Qu’en est-il alors pour des remplacements longs, ou très réguliers ? Tout cela ouvre la voie, au moment déclaratif, au printemps suivant, à tous les écarts possibles et imaginables, surtout si les AN sont déclarés sans concertation avec le ou les remplaçants. Nos observations de terrain montrent que de nombreux médecins remplaçants n’envisagent même pas la question des AN ! D’où les déconvenues fiscales qui les attendent parfois, potentiellement jusqu’à plus de trois ans après les faits, car -jadis négligé- le contrôle des déclarations d’AN par le fisc est devenu efficace depuis quelques années du fait de leur dématérialisation totale. Précisons que la clé d’identification permettant les recoupements est le numéro SIRET du remplaçant, exigé depuis de nombreuses années par l’Ordre sur tous les contrats de remplacements.
Deux particularités
● Depuis le 01/01/2015, tout AN inférieur ou égal à 1 200 € par an et par bénéficiaire n’a plus à être déclaré par l’installé à l’administration fiscale pour conserver son caractère de dépense professionnelle déductible. Il suffit de garder trace de sa facturation réelle ou de son estimation forfaitaire.
● Le stagiaire bénéficiant d’AN par son maître de stage libéral n’a pas à les déclarer en sus de son salaire, au contrat du médecin remplaçant, car son maître de stage n’est pas son employeur.
Penser à une attestation fiscale de remplacement
Pour éviter tout dérapage et par loyauté déclarative réciproque, il est nécessaire que remplaçant et installé s’accordent sur la question des avantages en nature en amont du remplacement. Et rédigent en fin de remplacement une « attestation fiscale de remplacement » dont voici le modèle. « Je soussigné, Dr Installé, atteste m’être fait remplacer par le Dr Remplaçant durant l’année 2021 et lui avoir rétrocédé la somme de ...... €, — à l’exclusion de tout avantage en nature (rayer la mention inutile), ou — auxquels viennent s’ajouter ...... € d’avantages en nature (rayer la mention inutile). Fait à ..... le ..... ”. Attestation suivie des signatures de l’installé et du remplaçant.
Ne pas négliger la gestion préventive des AN par le remplaçant
Mais l’attestation écrite n’étant pas entrée dans les mœurs, le remplaçant n’a aucun intérêt à laisser l’installé surestimer la valeur réelle des AN. C’est pourquoi, nous conseillons vivement au remplaçant, d’estimer de son propre chef la valeur des AN dont il a bénéficié et de déclarer unilatéralement cette valeur. Ainsi, en cas de demande d’éclaircissement du fisc, il aura la preuve qu’il a rempli son obligation déclarative (rétrocessions + AN), qu’il n’existe pas d’attestation signée par les parties et enfin que le litige doit se situer sur les niveaux divergents d’estimation des AN, et non sur une fraude ou omission de sa part.

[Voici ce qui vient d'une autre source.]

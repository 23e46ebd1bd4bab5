/// Prometheus metrics: a `lazy_static` registry plus typed helper functions,
/// scoped to the metrics this core actually emits.

use prometheus::{Encoder, IntCounterVec, IntGaugeVec, Opts, Registry, TextEncoder};
use lazy_static::lazy_static;

lazy_static! {
    pub static ref REGISTRY: Registry = Registry::new();

    /// Current applied tip height per chain.
    pub static ref CHAIN_TIP_HEIGHT: IntGaugeVec = IntGaugeVec::new(
        Opts::new("chain_tip_height", "Highest applied block height"),
        &["chain"]
    ).unwrap();

    /// Size of the per-(chain, height) ID-block candidate list at the
    /// current tip+1, sampled each processing pass.
    pub static ref FORK_CHOICE_CANDIDATES: IntGaugeVec = IntGaugeVec::new(
        Opts::new("fork_choice_candidates", "Candidates considered by the last fork-choice call"),
        &["chain"]
    ).unwrap();

    /// Candidates purged by fork-choice, by reason.
    pub static ref FORK_CHOICE_PURGED_TOTAL: IntCounterVec = IntCounterVec::new(
        Opts::new("fork_choice_purged_total", "Candidates purged during fork-choice"),
        &["chain", "reason"]
    ).unwrap();

    /// Blocks applied via the storage layer, by result.
    pub static ref BLOCKS_APPLIED_TOTAL: IntCounterVec = IntCounterVec::new(
        Opts::new("blocks_applied_total", "Blocks passed to ProcessBlockOfChain"),
        &["chain", "result"]
    ).unwrap();

    /// Rollbacks performed, by reason.
    pub static ref ROLLBACKS_TOTAL: IntCounterVec = IntCounterVec::new(
        Opts::new("rollbacks_total", "Rollbacks performed"),
        &["chain", "reason"]
    ).unwrap();

    /// Mining attempts launched.
    pub static ref MINING_ATTEMPTS_TOTAL: IntCounterVec = IntCounterVec::new(
        Opts::new("mining_attempts_total", "Mining attempts launched"),
        &["chain"]
    ).unwrap();

    /// Improved candidate blocks broadcast during mining.
    pub static ref MINING_BROADCASTS_TOTAL: IntCounterVec = IntCounterVec::new(
        Opts::new("mining_broadcasts_total", "Improved mining candidates broadcast"),
        &["chain"]
    ).unwrap();

    /// Wall-clock duration of a single processing pass.
    pub static ref PROCESSING_PASS_DURATION: prometheus::HistogramVec = prometheus::HistogramVec::new(
        prometheus::HistogramOpts::new("processing_pass_duration_seconds", "Per-chain processing pass latency")
            .buckets(vec![0.001, 0.005, 0.01, 0.05, 0.1, 0.5, 1.0, 5.0, 10.0, 20.0]),
        &["chain"]
    ).unwrap();
}

/// Register every metric with the global registry. Call once at startup.
pub fn register_all() -> Result<(), prometheus::Error> {
    REGISTRY.register(Box::new(CHAIN_TIP_HEIGHT.clone()))?;
    REGISTRY.register(Box::new(FORK_CHOICE_CANDIDATES.clone()))?;
    REGISTRY.register(Box::new(FORK_CHOICE_PURGED_TOTAL.clone()))?;
    REGISTRY.register(Box::new(BLOCKS_APPLIED_TOTAL.clone()))?;
    REGISTRY.register(Box::new(ROLLBACKS_TOTAL.clone()))?;
    REGISTRY.register(Box::new(MINING_ATTEMPTS_TOTAL.clone()))?;
    REGISTRY.register(Box::new(MINING_BROADCASTS_TOTAL.clone()))?;
    REGISTRY.register(Box::new(PROCESSING_PASS_DURATION.clone()))?;
    Ok(())
}

/// Render the registry in the Prometheus text exposition format, for the
/// `/metrics` endpoint.
pub fn gather() -> String {
    let encoder = TextEncoder::new();
    let metric_families = REGISTRY.gather();
    let mut buffer = Vec::new();
    encoder.encode(&metric_families, &mut buffer).unwrap();
    String::from_utf8(buffer).unwrap_or_default()
}

pub fn set_chain_tip_height(chain: &str, height: i64) {
    CHAIN_TIP_HEIGHT.with_label_values(&[chain]).set(height);
}

pub fn set_fork_choice_candidates(chain: &str, count: i64) {
    FORK_CHOICE_CANDIDATES.with_label_values(&[chain]).set(count);
}

pub fn increment_fork_choice_purged(chain: &str, reason: &str) {
    FORK_CHOICE_PURGED_TOTAL.with_label_values(&[chain, reason]).inc();
}

pub fn increment_blocks_applied(chain: &str, result: &str) {
    BLOCKS_APPLIED_TOTAL.with_label_values(&[chain, result]).inc();
}

pub fn increment_rollbacks(chain: &str, reason: &str) {
    ROLLBACKS_TOTAL.with_label_values(&[chain, reason]).inc();
}

pub fn increment_mining_attempts(chain: &str) {
    MINING_ATTEMPTS_TOTAL.with_label_values(&[chain]).inc();
}

pub fn increment_mining_broadcasts(chain: &str) {
    MINING_BROADCASTS_TOTAL.with_label_values(&[chain]).inc();
}

pub fn record_processing_pass_duration(chain: &str, duration_secs: f64) {
    PROCESSING_PASS_DURATION.with_label_values(&[chain]).observe(duration_secs);
}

L’argument de l’estimation de la valeur réelle des AN par le remplaçant, sur des bases bien plus réalistes (et à son avantage) sera alors fiscalement tout à fait recevable, puisque le remplaçant l’aura préalablement déclarée. Car une nuitée dans le studio de garde du cabinet médical, ou dans la chambre de bonne de sa résidence, n’aura pas coûté au remplacé un forfait élevé basé sur « l’étape » du deux ou trois étoiles local. Ou si c’est le cas, le fisc exigera du remplacé qu’il en apporte la preuve. Dans ces conditions, le redressement risque fort d’être pour l’autre partie car la charge de la preuve (difficile à apporter) lui incombera.